Only certain lines below are wanted: those starting at the line containing "nearly every shuffle." and ending at the line containing "curve.clear();", both included, each retyped exactly.
RECORDS SUPPLIED below:
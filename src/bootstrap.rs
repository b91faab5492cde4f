//! Bootstrap significance analysis.
//!
//! A bootstrap consists of a large number of trials, each computing the
//! CUSUM spread of a uniformly shuffled copy of the segment, and counting
//! the trials whose spread stays strictly below the observed spread.

use rand::{Rng, SeedableRng as _, rngs::SmallRng, seq::SliceRandom as _};

use crate::curve;

/// Reusable buffers shared by all bootstrap calls of one detection run.
pub(crate) struct Scratch {
    /// CUSUM curve of the unshuffled segment, valid after `count_smaller`.
    pub(crate) curve: Vec<f64>,
    /// Working copy that gets shuffled in place.
    buffer: Vec<f64>,
    /// One seed per trial.
    seeds: Vec<u64>,
}

impl Scratch {
    pub(crate) fn new() -> Self {
        Self {
            curve: Vec::new(),
            buffer: Vec::new(),
            seeds: Vec::new(),
        }
    }
}

/// Amount of shuffled values below which threading is not worth the overhead.
#[cfg(feature = "rayon")]
const PAR_MIN_WORK: usize = 1 << 16;

/// Run the bootstrap analysis on a segment.
///
/// Leaves the observed CUSUM curve in `scratch.curve` and returns how many
/// of `iterations` shuffled trials had a strictly smaller spread. Ties do
/// not count towards significance.
///
/// Every trial gets its own seed drawn from `rng` up front and restarts
/// from the unshuffled segment, so the count is a pure function of the
/// seed stream no matter in which order the trials run.
pub(crate) fn count_smaller<R: Rng>(
    segment: &[f64],
    iterations: usize,
    rng: &mut R,
    scratch: &mut Scratch,
) -> usize {
    let mean = curve::mean(segment);
    curve::cusum_into(segment, mean, &mut scratch.curve);
    let sdiff = curve::spread(&scratch.curve);

    scratch.seeds.clear();
    scratch
        .seeds
        .extend(std::iter::repeat_with(|| rng.next_u64()).take(iterations));

    // Spread across threads when the trial loop dominates
    #[cfg(feature = "rayon")]
    if segment.len().saturating_mul(iterations) >= PAR_MIN_WORK {
        return par_count_smaller(segment, mean, sdiff, &scratch.seeds);
    }

    scratch.buffer.resize(segment.len(), 0.0);

    let mut smaller = 0;
    for seed in &scratch.seeds {
        if trial_spread(segment, mean, *seed, &mut scratch.buffer) < sdiff {
            smaller += 1;
        }
    }

    smaller
}

/// The trial loop of [`count_smaller`], spread across threads.
#[cfg(feature = "rayon")]
fn par_count_smaller(segment: &[f64], mean: f64, sdiff: f64, seeds: &[u64]) -> usize {
    use rayon::iter::{IntoParallelRefIterator as _, ParallelIterator as _};

    seeds
        .par_iter()
        .map_init(
            // One working copy per thread
            || vec![0.0; segment.len()],
            |buffer, seed| trial_spread(segment, mean, *seed, buffer),
        )
        .filter(|diff| *diff < sdiff)
        .count()
}

/// CUSUM spread of one shuffled copy of the segment.
///
/// The extremes are tracked while accumulating, the shuffled curve itself
/// is never materialized. Shuffling leaves the mean unchanged, so the
/// caller's mean applies to every permutation.
#[inline]
fn trial_spread(segment: &[f64], mean: f64, seed: u64, buffer: &mut [f64]) -> f64 {
    buffer.copy_from_slice(segment);

    let mut rng = SmallRng::seed_from_u64(seed);
    buffer.shuffle(&mut rng);

    let mut sum = 0.0;
    let mut min = 0.0;
    let mut max = 0.0;
    for value in buffer.iter() {
        sum += value - mean;
        if sum < min {
            min = sum;
        }
        if sum > max {
            max = sum;
        }
    }

    max - min
}

#[cfg(test)]
mod tests {
    use rand::{SeedableRng as _, rngs::StdRng};

    use super::*;

    /// A constant segment has zero spread, no trial can beat it.
    #[test]
    fn constant_never_significant() {
        let segment = [7.5; 32];
        let mut rng = StdRng::seed_from_u64(0);
        let mut scratch = Scratch::new();

        assert_eq!(count_smaller(&segment, 500, &mut rng, &mut scratch), 0);
        assert_eq!(scratch.curve.len(), segment.len() + 1);
    }

    /// A clean step beats nearly every shuffle.
    #[test]
    fn step_is_significant() {
        let mut segment = [0.0; 40];
        segment[20..].fill(10.0);
        let mut rng = StdRng::seed_from_u64(0);
        let mut scratch = Scratch::new();

        let smaller = count_smaller(&segment, 1000, &mut rng, &mut scratch);
        assert!(smaller > 950, "only {smaller} of 1000 trials were smaller");
    }

    /// The count only depends on the seed stream.
    #[test]
    fn seeded_runs_repeat() {
        let segment = [1.0, 5.0, 2.0, 8.0, 3.0, 9.0, 2.0, 7.0];

        let mut counts = Vec::new();
        for _ in 0..2 {
            let mut rng = StdRng::seed_from_u64(99);
            let mut scratch = Scratch::new();
            counts.push(count_smaller(&segment, 200, &mut rng, &mut scratch));
        }

        assert_eq!(counts[0], counts[1]);
    }

    /// Zero iterations degenerate to a zero count.
    #[test]
    fn zero_iterations() {
        let segment = [1.0, 2.0, 3.0];
        let mut rng = StdRng::seed_from_u64(0);
        let mut scratch = Scratch::new();

        assert_eq!(count_smaller(&segment, 0, &mut rng, &mut scratch), 0);
    }
}
//! CUSUM curve computation.

use accurate::{sum::Kahan, traits::SumAccumulator as _};

/// Arithmetic mean with compensated summation.
#[inline]
pub(crate) fn mean(data: &[f64]) -> f64 {
    let mut total = Kahan::zero();

    for value in data {
        total += *value;
    }

    total.sum() / data.len() as f64
}

/// Fill `curve` with the cumulative sum of deviations from `mean`.
///
/// The curve has one element more than the data, element 0 is always zero.
/// The mean is taken as an argument because bootstrap trials shuffle the
/// data, which leaves the mean unchanged.
#[inline]
pub(crate) fn cusum_into(data: &[f64], mean: f64, curve: &mut Vec<f64>) {
    curve.clear();
    curve.reserve(data.len() + 1);
    curve.push(0.0);

    let mut sum = 0.0;
    for value in data {
        sum += value - mean;
        curve.push(sum);
    }
}

/// The difference between the maximum and minimum value of the curve.
///
/// The comparisons never select a NaN, so a poisoned curve keeps both
/// extremes anchored at the leading zero and the spread collapses to zero.
#[inline]
pub(crate) fn spread(curve: &[f64]) -> f64 {
    let mut min = curve[0];
    let mut max = curve[0];

    for value in &curve[1..] {
        if *value < min {
            min = *value;
        }
        if *value > max {
            max = *value;
        }
    }

    max - min
}

/// Index of the maximum absolute deviation from zero.
///
/// Ties keep the lowest index. Because the curve starts and ends at zero,
/// the peak of a non-degenerate curve is strictly inside it.
#[inline]
pub(crate) fn peak(curve: &[f64]) -> usize {
    let mut index = 0;

    for (candidate, value) in curve.iter().enumerate().skip(1) {
        if value.abs() > curve[index].abs() {
            index = candidate;
        }
    }

    index
}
End of RECORDS SUPPLIED.
**RESPONSE TO THIS TASK:**
    /// A clean step beats nearly every shuffle.
    #[test]
    fn step_is_significant() {
        let mut segment = [0.0; 40];
        segment[20..].fill(10.0);
        let mut rng = StdRng::seed_from_u64(0);
        let mut scratch = Scratch::new();

        let smaller = count_smaller(&segment, 1000, &mut rng, &mut scratch);
        assert!(smaller > 950, "only {smaller} of 1000 trials were smaller");
    }

    /// The count only depends on the seed stream.
    #[test]
    fn seeded_runs_repeat() {
        let segment = [1.0, 5.0, 2.0, 8.0, 3.0, 9.0, 2.0, 7.0];

        let mut counts = Vec::new();
        for _ in 0..2 {
            let mut rng = StdRng::seed_from_u64(99);
            let mut scratch = Scratch::new();
            counts.push(count_smaller(&segment, 200, &mut rng, &mut scratch));
        }

        assert_eq!(counts[0], counts[1]);
    }

    /// Zero iterations degenerate to a zero count.
    #[test]
    fn zero_iterations() {
        let segment = [1.0, 2.0, 3.0];
        let mut rng = StdRng::seed_from_u64(0);
        let mut scratch = Scratch::new();

        assert_eq!(count_smaller(&segment, 0, &mut rng, &mut scratch), 0);
    }
}
//! CUSUM curve computation.

use accurate::{sum::Kahan, traits::SumAccumulator as _};

/// Arithmetic mean with compensated summation.
#[inline]
pub(crate) fn mean(data: &[f64]) -> f64 {
    let mut total = Kahan::zero();

    for value in data {
        total += *value;
    }

    total.sum() / data.len() as f64
}

/// Fill `curve` with the cumulative sum of deviations from `mean`.
///
/// The curve has one element more than the data, element 0 is always zero.
/// The mean is taken as an argument because bootstrap trials shuffle the
/// data, which leaves the mean unchanged.
#[inline]
pub(crate) fn cusum_into(data: &[f64], mean: f64, curve: &mut Vec<f64>) {
    curve.clear();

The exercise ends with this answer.